Olivier Py est de retour à la Monnaie. Ceux qui avaient vu ses précédentes mises en scène (le Dialogue des carmélites, Lohengrin)ne seront pas dépaysés : même esthétique, même soin des décors et surtout mêmes interrogations autour de la violence du pouvoir. 

C'est l'un des messages essentiels du metteur en scène : convoquer les symboles de la dictature pour nous alerter sur le monde d'aujourd'hui. Dans La Gioconda, comme dans Lohengrin, Olivier Py et Pierre-André Weitz (qui signe décors et costumes) renvoient donc directement à l'esthétique du IIIe reich ou de l'Italie mussolinienne : chemises noires, longs imperméables de la même couleur, bottes de cuir... et même le brassard qu'on sort opportunément lorsqu'on veut marquer son autorité. Sommes-nous en train de revivre les années 1930 nous interroge, mise en scène après mise en scène, Olivier Py ? Tout l'intérêt de la Gioconda est dans cette question et dans le telescopage de trois époques : la république vénitienne du XVIIe siècle (le texte de Victor Hugo qui sert de base au livret) les années 1930 (les costumes) et notre époque contemporaine (ces immenses paquebots de croisière qui traverse la scène tous feux allumés par exemple). Et en filigrane une constante : le pouvoir, quelque soit l'époque, s'appuie sur la connaissance et la manipulation, et si les hommes d'Etat peuvent être animés de sentiments nobles, ceux qui les entourent et accomplissent les basses oeuvres sont peu souvent recommandables. Le pouvoir c'est la puissance, son utilisation la violence.
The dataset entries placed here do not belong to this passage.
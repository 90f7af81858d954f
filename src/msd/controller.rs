//! MSD Controller
//!
//! Runs a mount/unmount end to end:
//! - Rejects option combinations no backend can express
//! - Validates the image path
//! - Selects the backend and demotes options it cannot honour
//! - Holds the operation lock while the backend touches the kernel

use tracing::{info, warn};

use super::image::validate_image;
use super::lock::OperationLock;
use super::types::{MountPlan, MountRequest, UnmountPlan};
use crate::error::{AppError, Result};
use crate::gadget::{
    select_backend, Backend, BackendKind, GadgetBackend, GadgetPaths, MountMode, MountOptions,
    MountStatus,
};

/// MSD Controller
#[derive(Debug, Clone, Default)]
pub struct MsdController {
    paths: GadgetPaths,
}

impl MsdController {
    /// Create a controller bound to `paths`
    pub fn new(paths: GadgetPaths) -> Self {
        Self { paths }
    }

    /// Resolve a request into a backend and the options it will receive
    fn prepare(&self, request: &MountRequest) -> Result<(Backend, MountPlan, MountOptions)> {
        let mut options = request.options;
        if options.cdrom && options.read_write {
            return Err(AppError::Config(
                "cannot use cdrom with read-write (CDROM devices are always read-only)"
                    .to_string(),
            ));
        }

        info!("Validating image file: {}", request.file.display());
        let image = validate_image(&request.file)?;

        let backend = select_backend(request.backend.as_deref(), &self.paths)?;
        let capabilities = backend.capabilities();

        let mut warnings = Vec::new();
        if options.read_write && !capabilities.read_write {
            warnings.push(format!(
                "{} backend only supports read-only mode, forcing read-only",
                backend.name()
            ));
            options.read_write = false;
        }
        if options.cdrom && !capabilities.cdrom {
            warnings.push(format!(
                "{} backend does not support CDROM mode",
                backend.name()
            ));
        }

        let plan = MountPlan {
            backend: backend.kind(),
            mode: MountMode::from_flags(options.read_write, options.cdrom && capabilities.cdrom),
            image,
            capabilities,
            warnings,
        };
        Ok((backend, plan, options))
    }

    /// Describe a mount without touching the gadget
    pub fn plan_mount(&self, request: &MountRequest) -> Result<MountPlan> {
        self.prepare(request).map(|(_, plan, _)| plan)
    }

    /// Expose the requested image to the host
    pub fn mount(&self, request: &MountRequest) -> Result<MountPlan> {
        let (backend, plan, options) = self.prepare(request)?;
        for warning in &plan.warnings {
            warn!("{}", warning);
        }

        let _lock = OperationLock::acquire(&self.paths.lock_file)?;

        info!(
            "Preparing to mount: backend={} file={} mode={}",
            plan.backend,
            plan.image.path.display(),
            plan.mode
        );
        backend.mount(&plan.image.path, options)?;

        info!("Successfully mounted image");
        Ok(plan)
    }

    /// Describe an unmount without touching the gadget
    pub fn plan_unmount(&self, force: Option<&str>) -> Result<UnmountPlan> {
        let backend = select_backend(force, &self.paths)?;
        Ok(UnmountPlan {
            backend: backend.kind(),
            current: backend.status(),
        })
    }

    /// Stop exposing whatever image is mounted
    pub fn unmount(&self, force: Option<&str>) -> Result<BackendKind> {
        let backend = select_backend(force, &self.paths)?;
        let _lock = OperationLock::acquire(&self.paths.lock_file)?;

        info!("Preparing to unmount: backend={}", backend.name());
        backend.unmount()?;

        info!("Successfully unmounted image");
        Ok(backend.kind())
    }

    /// Status of the first supported backend, in preference order
    pub fn status(&self) -> Option<(BackendKind, MountStatus)> {
        Backend::candidates(&self.paths)
            .into_iter()
            .find(|b| b.supported())
            .map(|b| (b.kind(), b.status()))
    }
}

#[cfg(test)]
mod tests {
    use super::*;
    use crate::config::load_config;
    use crate::gadget::attr::read_file;
    use std::fs;
    use std::path::{Path, PathBuf};
    use tempfile::TempDir;

    fn image(temp_dir: &TempDir) -> PathBuf {
        let image = temp_dir.path().join("x.iso");
        fs::write(&image, vec![0u8; 2048]).unwrap();
        image
    }

    fn configfs_controller() -> (TempDir, MsdController) {
        let temp_dir = TempDir::new().unwrap();
        let paths = GadgetPaths::under(temp_dir.path().join("kernel"));
        fs::create_dir_all(paths.configfs.as_ref().unwrap()).unwrap();
        fs::create_dir_all(paths.udc_class.join("fake-udc.0")).unwrap();
        (temp_dir, MsdController::new(paths))
    }

    fn sysfs_controller() -> (TempDir, MsdController) {
        let temp_dir = TempDir::new().unwrap();
        let paths = GadgetPaths::under(temp_dir.path().join("kernel"));
        fs::create_dir_all(paths.android_usb.join("f_mass_storage/lun")).unwrap();
        fs::write(paths.android_usb.join("enable"), "1\n").unwrap();
        (temp_dir, MsdController::new(paths))
    }

    #[test]
    fn test_cdrom_with_read_write_is_rejected() {
        let (temp_dir, controller) = configfs_controller();
        let mut request = MountRequest::new(image(&temp_dir), MountMode::Cdrom);
        request.options.read_write = true;

        assert!(matches!(
            controller.mount(&request),
            Err(AppError::Config(_))
        ));
        // Nothing reached the kernel tree
        let gadgets = controller.paths.configfs.as_ref().unwrap().join("usb_gadget");
        assert!(!gadgets.exists());
    }

    #[test]
    fn test_config_file_cdrom_end_to_end() {
        let (temp_dir, controller) = configfs_controller();
        let image = image(&temp_dir);
        let config_path = temp_dir.path().join("usbdrive.json");
        fs::write(
            &config_path,
            format!(r#"{{ "file": "{}", "mode": "cdrom" }}"#, image.display()),
        )
        .unwrap();

        let request = MountRequest::from(load_config(&config_path).unwrap());
        assert_eq!(
            request.options,
            MountOptions {
                read_write: false,
                cdrom: true
            }
        );

        let plan = controller.mount(&request).unwrap();
        assert_eq!(plan.backend, BackendKind::ConfigFs);
        assert_eq!(plan.mode, MountMode::Cdrom);

        let lun = controller
            .paths
            .configfs
            .as_ref()
            .unwrap()
            .join("usb_gadget/g1/functions/mass_storage.0/lun.0");
        assert_eq!(read_file(&lun.join("file")).unwrap(), image.to_string_lossy());
        assert_eq!(read_file(&lun.join("cdrom")).unwrap(), "1");
        assert_eq!(read_file(&lun.join("ro")).unwrap(), "1");

        let (kind, status) = controller.status().unwrap();
        assert_eq!(kind, BackendKind::ConfigFs);
        assert_eq!(status.file, Some(image));
    }

    #[test]
    fn test_sysfs_demotes_read_write() {
        let (temp_dir, controller) = sysfs_controller();
        let request = MountRequest::new(image(&temp_dir), MountMode::Rw);

        let plan = controller.plan_mount(&request).unwrap();
        assert_eq!(plan.backend, BackendKind::Sysfs);
        assert_eq!(plan.mode, MountMode::Ro);
        assert_eq!(plan.warnings.len(), 1);

        controller.mount(&request).unwrap();
        let (_, status) = controller.status().unwrap();
        assert!(status.mounted);
        assert!(status.read_only);
    }

    #[test]
    fn test_dry_run_writes_nothing() {
        let (temp_dir, controller) = configfs_controller();
        let mut request = MountRequest::new(image(&temp_dir), MountMode::Ro);
        request.backend = Some("configfs".to_string());

        let plan = controller.plan_mount(&request).unwrap();
        assert_eq!(plan.image.size, 2048);
        assert!(plan.warnings.is_empty());

        let gadgets = controller.paths.configfs.as_ref().unwrap().join("usb_gadget");
        assert!(!gadgets.exists());
        assert!(!controller.paths.lock_file.exists());
    }

    #[test]
    fn test_invalid_image_is_rejected_before_selection() {
        let (_temp_dir, controller) = configfs_controller();
        let request = MountRequest::new(Path::new("/system/app/evil.iso"), MountMode::Ro);
        assert!(matches!(
            controller.mount(&request),
            Err(AppError::InvalidImage(_))
        ));
    }

    #[test]
    fn test_concurrent_operation_is_busy() {
        let (temp_dir, controller) = configfs_controller();
        let _held = OperationLock::acquire(&controller.paths.lock_file).unwrap();

        let request = MountRequest::new(image(&temp_dir), MountMode::Ro);
        assert!(matches!(controller.mount(&request), Err(AppError::Busy(_))));
        assert!(matches!(controller.unmount(None), Err(AppError::Busy(_))));
    }

    #[test]
    fn test_unmount_round_trip() {
        let (temp_dir, controller) = configfs_controller();
        controller
            .mount(&MountRequest::new(image(&temp_dir), MountMode::Rw))
            .unwrap();

        let plan = controller.plan_unmount(None).unwrap();
        assert!(plan.current.mounted);
        assert_eq!(plan.current.mode(), MountMode::Rw);

        assert_eq!(controller.unmount(None).unwrap(), BackendKind::ConfigFs);
        let (_, status) = controller.status().unwrap();
        assert!(!status.mounted);
    }

    #[test]
    fn test_status_without_backend() {
        let temp_dir = TempDir::new().unwrap();
        let controller = MsdController::new(GadgetPaths::under(temp_dir.path()));
        assert!(controller.status().is_none());
    }
}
Que le personnage central de la Gioconda soit un espion qui tire bien des ficelles à l'insu du conseil résume à lui seul les dangers d'un pouvoir régalien tombé en de mauvaises mains et sur lequel le contrôle démocratique est défaillant. C'est Bernaba dans la Gioconda, Bennalla dans la France de Macron, un intermédiaire douteux dans la politique d'asile made in NVA en Belgique. Le mal avance masqué dans les plis du pouvoir. Et ce masque, hideux, est plus proche d'halloween ou des clowns terrifiants que du carnaval de Venise. Olivier Py ne manque d'ailleurs pas d'en souligner la dimension sexuelle. Hommes nus dès le premier tableau, femmes à la poitrine offerte, scènes de copulation et même viol collectif. Provocation un peu gratuite sans doute, mais petit rappel que quand les hommes de pouvoir perdent le contrôle d'eux-même ils deviennent parfois des prédateurs sans limite, et que la pulsion sexuelle est l'un des ingrédients du cocktail de l'ambition. 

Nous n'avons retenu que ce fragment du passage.